Output the entries below exactly, from the first line to the line holding "#[derive(Debug, Clone, Serialize)]", both included.

RECORD EXCERPTS Block Start

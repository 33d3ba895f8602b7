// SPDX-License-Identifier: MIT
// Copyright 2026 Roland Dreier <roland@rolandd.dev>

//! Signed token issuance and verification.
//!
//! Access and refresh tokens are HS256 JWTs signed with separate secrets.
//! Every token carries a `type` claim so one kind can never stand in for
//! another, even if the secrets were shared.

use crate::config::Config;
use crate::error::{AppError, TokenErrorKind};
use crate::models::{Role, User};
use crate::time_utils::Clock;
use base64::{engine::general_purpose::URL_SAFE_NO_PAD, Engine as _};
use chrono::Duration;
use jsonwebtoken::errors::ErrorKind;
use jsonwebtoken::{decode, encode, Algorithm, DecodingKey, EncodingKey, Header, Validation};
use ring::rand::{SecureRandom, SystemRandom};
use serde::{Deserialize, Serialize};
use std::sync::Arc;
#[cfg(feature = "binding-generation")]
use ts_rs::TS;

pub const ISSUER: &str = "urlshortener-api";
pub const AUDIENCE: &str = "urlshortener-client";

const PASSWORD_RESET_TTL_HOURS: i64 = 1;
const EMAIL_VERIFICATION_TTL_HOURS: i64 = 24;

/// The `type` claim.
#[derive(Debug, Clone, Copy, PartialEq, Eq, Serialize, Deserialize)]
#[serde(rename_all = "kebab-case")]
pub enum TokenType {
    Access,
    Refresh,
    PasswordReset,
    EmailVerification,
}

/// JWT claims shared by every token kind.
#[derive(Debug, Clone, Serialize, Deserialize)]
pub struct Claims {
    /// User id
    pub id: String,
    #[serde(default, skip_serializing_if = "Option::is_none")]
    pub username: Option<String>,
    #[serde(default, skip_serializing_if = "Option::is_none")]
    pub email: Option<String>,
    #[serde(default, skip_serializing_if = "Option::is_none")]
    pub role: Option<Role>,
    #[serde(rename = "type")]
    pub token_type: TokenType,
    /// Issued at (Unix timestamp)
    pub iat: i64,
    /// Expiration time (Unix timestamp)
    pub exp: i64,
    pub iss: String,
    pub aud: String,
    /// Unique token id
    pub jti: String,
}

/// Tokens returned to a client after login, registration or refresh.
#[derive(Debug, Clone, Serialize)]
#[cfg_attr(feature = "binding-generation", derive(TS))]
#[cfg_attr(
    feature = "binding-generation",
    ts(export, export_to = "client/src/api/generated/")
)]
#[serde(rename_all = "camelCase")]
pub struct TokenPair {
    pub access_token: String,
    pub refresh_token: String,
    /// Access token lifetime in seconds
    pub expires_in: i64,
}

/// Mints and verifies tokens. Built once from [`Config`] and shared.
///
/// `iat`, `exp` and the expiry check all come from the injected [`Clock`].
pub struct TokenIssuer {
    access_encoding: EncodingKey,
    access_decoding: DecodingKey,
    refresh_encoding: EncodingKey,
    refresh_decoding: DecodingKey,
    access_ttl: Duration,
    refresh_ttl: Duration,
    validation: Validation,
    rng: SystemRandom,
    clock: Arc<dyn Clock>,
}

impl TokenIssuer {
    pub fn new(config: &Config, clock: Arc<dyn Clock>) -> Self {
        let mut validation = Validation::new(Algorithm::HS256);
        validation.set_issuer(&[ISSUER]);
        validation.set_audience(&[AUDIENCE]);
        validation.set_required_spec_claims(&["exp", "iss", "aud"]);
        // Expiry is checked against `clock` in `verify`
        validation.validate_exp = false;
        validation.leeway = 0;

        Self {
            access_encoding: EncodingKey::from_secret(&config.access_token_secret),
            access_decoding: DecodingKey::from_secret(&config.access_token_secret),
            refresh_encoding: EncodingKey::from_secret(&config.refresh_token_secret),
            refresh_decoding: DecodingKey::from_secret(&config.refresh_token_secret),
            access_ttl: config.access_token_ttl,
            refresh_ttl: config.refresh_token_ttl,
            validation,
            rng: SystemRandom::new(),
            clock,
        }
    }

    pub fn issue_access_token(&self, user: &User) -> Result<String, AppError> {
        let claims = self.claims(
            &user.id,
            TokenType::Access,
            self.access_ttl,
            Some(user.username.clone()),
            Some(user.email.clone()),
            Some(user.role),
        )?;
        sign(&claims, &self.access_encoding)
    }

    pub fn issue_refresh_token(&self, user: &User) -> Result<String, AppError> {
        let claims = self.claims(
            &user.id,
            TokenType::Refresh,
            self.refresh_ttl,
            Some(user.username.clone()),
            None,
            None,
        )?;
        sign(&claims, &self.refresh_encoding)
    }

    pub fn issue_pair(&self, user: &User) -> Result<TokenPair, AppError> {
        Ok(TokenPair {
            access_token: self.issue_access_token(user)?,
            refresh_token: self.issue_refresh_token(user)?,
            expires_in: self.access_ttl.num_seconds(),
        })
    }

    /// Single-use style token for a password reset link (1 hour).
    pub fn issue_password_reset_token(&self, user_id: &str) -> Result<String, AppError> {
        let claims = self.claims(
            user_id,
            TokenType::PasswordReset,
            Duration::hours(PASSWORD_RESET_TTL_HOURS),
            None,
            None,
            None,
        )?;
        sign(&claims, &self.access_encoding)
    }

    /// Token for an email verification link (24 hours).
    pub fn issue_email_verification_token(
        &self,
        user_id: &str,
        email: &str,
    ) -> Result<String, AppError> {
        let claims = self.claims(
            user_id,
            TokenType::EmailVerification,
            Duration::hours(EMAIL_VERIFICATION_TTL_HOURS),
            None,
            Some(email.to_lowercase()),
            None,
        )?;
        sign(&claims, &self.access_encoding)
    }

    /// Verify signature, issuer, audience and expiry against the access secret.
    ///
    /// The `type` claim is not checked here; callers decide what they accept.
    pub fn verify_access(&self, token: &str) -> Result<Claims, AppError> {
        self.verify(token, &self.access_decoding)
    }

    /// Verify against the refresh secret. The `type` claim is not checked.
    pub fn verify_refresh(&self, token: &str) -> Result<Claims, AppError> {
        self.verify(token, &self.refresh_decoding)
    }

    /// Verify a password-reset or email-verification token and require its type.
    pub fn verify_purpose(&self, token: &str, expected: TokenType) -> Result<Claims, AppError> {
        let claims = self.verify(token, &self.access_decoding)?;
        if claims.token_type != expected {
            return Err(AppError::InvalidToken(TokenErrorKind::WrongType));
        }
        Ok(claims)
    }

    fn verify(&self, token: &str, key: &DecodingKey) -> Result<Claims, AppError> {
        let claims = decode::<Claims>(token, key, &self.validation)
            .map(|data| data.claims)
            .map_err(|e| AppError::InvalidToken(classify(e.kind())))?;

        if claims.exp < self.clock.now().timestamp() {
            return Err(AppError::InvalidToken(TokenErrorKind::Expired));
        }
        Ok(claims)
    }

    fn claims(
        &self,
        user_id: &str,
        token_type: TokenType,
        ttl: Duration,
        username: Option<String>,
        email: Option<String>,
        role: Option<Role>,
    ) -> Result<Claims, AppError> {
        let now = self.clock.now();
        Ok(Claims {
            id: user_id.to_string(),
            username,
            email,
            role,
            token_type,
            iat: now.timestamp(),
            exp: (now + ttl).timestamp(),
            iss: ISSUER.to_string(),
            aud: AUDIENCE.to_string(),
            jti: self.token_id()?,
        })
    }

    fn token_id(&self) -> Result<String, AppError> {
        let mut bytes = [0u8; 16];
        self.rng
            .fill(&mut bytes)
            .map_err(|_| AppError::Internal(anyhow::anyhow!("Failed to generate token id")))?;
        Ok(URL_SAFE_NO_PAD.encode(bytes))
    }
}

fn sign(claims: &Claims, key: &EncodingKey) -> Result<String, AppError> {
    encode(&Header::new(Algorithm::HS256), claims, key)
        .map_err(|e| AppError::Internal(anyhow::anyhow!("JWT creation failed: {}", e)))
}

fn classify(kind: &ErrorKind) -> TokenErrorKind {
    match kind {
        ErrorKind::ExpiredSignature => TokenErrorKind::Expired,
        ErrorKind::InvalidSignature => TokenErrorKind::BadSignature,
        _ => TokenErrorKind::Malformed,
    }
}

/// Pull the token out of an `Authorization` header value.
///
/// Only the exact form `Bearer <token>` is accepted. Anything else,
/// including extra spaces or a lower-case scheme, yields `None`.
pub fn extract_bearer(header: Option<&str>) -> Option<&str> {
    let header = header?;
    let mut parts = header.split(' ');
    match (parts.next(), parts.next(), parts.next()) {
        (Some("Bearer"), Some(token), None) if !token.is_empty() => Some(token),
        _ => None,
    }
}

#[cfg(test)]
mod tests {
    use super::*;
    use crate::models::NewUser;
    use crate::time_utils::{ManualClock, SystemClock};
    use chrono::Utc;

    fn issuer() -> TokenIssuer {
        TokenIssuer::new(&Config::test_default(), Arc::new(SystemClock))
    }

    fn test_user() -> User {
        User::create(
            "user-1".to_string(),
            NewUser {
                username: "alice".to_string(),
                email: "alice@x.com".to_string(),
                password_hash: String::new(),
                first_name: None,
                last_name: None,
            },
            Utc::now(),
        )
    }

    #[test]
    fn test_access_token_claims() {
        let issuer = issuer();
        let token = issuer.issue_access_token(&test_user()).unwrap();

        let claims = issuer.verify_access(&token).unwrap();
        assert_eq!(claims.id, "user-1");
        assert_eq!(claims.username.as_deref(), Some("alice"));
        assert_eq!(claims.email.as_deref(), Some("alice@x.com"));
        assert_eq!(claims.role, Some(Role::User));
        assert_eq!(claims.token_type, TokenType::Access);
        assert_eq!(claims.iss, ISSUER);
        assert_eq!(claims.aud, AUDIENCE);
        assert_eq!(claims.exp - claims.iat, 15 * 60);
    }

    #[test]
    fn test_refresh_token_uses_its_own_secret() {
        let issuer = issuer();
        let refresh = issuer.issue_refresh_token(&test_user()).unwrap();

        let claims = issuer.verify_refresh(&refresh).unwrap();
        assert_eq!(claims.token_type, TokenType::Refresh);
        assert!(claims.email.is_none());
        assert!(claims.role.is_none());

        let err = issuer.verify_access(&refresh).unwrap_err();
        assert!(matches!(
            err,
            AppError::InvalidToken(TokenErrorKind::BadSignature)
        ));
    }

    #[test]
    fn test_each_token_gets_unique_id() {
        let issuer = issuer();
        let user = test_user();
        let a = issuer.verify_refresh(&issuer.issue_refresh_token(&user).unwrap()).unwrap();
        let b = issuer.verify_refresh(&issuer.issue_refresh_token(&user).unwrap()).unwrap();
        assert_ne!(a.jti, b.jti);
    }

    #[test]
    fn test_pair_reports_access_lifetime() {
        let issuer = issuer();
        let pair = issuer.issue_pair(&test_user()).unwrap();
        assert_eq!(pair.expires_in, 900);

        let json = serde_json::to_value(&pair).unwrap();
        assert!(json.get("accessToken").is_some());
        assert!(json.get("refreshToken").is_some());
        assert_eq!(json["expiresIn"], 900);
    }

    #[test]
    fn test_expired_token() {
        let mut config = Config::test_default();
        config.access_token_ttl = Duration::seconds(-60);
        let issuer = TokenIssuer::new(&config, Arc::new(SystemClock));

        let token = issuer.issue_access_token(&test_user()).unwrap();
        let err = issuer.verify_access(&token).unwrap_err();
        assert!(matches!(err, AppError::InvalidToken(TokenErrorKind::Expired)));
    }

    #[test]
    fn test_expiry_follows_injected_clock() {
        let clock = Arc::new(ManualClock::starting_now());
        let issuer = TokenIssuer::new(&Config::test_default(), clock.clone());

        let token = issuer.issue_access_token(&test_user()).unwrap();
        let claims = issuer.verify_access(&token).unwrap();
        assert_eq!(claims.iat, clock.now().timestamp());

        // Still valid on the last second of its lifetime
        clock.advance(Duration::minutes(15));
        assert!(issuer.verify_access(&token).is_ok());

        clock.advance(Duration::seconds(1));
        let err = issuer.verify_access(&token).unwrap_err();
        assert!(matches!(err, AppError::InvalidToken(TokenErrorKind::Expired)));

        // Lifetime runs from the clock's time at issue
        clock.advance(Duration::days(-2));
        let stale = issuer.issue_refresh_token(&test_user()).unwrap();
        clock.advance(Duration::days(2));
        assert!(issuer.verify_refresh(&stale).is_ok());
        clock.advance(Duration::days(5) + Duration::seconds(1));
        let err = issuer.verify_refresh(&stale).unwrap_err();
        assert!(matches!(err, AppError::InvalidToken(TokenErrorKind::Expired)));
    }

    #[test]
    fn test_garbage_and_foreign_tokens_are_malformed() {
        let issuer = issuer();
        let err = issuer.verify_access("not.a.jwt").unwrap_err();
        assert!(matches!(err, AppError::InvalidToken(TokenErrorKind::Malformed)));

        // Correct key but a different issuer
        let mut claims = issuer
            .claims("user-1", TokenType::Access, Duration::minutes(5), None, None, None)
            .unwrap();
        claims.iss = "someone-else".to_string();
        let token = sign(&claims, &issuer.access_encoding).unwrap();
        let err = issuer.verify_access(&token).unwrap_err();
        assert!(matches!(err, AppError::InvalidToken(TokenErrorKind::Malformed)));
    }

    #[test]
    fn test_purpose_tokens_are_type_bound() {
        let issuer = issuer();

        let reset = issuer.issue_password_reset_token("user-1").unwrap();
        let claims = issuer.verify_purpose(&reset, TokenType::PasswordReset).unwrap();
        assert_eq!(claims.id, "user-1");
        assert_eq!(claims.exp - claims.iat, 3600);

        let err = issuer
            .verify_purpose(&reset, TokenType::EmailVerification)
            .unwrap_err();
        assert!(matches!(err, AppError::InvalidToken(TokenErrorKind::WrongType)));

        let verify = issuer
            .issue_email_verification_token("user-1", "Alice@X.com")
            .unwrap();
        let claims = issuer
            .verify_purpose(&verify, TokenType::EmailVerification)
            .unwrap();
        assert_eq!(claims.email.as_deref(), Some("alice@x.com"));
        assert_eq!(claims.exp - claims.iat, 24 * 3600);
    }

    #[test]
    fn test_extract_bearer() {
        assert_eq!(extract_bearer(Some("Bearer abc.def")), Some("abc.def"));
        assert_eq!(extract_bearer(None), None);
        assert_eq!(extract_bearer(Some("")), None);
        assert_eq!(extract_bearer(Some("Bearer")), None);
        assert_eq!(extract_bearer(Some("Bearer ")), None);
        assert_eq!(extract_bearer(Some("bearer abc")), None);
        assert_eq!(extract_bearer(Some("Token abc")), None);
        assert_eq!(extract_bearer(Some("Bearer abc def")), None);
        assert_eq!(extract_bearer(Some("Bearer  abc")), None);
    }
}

RECORD EXCERPTS Block End

_SOLUTION:_
repository 33d3ba895f8602b7
// SPDX-License-Identifier: MIT
// Copyright 2026 Roland Dreier <roland@rolandd.dev>

//! Signed token issuance and verification.
//!
//! Access and refresh tokens are HS256 JWTs signed with separate secrets.
//! Every token carries a `type` claim so one kind can never stand in for
//! another, even if the secrets were shared.

use crate::config::Config;
use crate::error::{AppError, TokenErrorKind};
use crate::models::{Role, User};
use crate::time_utils::Clock;
use base64::{engine::general_purpose::URL_SAFE_NO_PAD, Engine as _};
use chrono::Duration;
use jsonwebtoken::errors::ErrorKind;
use jsonwebtoken::{decode, encode, Algorithm, DecodingKey, EncodingKey, Header, Validation};
use ring::rand::{SecureRandom, SystemRandom};
use serde::{Deserialize, Serialize};
use std::sync::Arc;
#[cfg(feature = "binding-generation")]
use ts_rs::TS;

pub const ISSUER: &str = "urlshortener-api";
pub const AUDIENCE: &str = "urlshortener-client";

const PASSWORD_RESET_TTL_HOURS: i64 = 1;
const EMAIL_VERIFICATION_TTL_HOURS: i64 = 24;

/// The `type` claim.
#[derive(Debug, Clone, Copy, PartialEq, Eq, Serialize, Deserialize)]
#[serde(rename_all = "kebab-case")]
pub enum TokenType {
    Access,
    Refresh,
    PasswordReset,
    EmailVerification,
}

/// JWT claims shared by every token kind.
#[derive(Debug, Clone, Serialize, Deserialize)]
pub struct Claims {
    /// User id
    pub id: String,
    #[serde(default, skip_serializing_if = "Option::is_none")]
    pub username: Option<String>,
    #[serde(default, skip_serializing_if = "Option::is_none")]
    pub email: Option<String>,
    #[serde(default, skip_serializing_if = "Option::is_none")]
    pub role: Option<Role>,
    #[serde(rename = "type")]
    pub token_type: TokenType,
    /// Issued at (Unix timestamp)
    pub iat: i64,
    /// Expiration time (Unix timestamp)
    pub exp: i64,
    pub iss: String,
    pub aud: String,
    /// Unique token id
    pub jti: String,
}

/// Tokens returned to a client after login, registration or refresh.
#[derive(Debug, Clone, Serialize)]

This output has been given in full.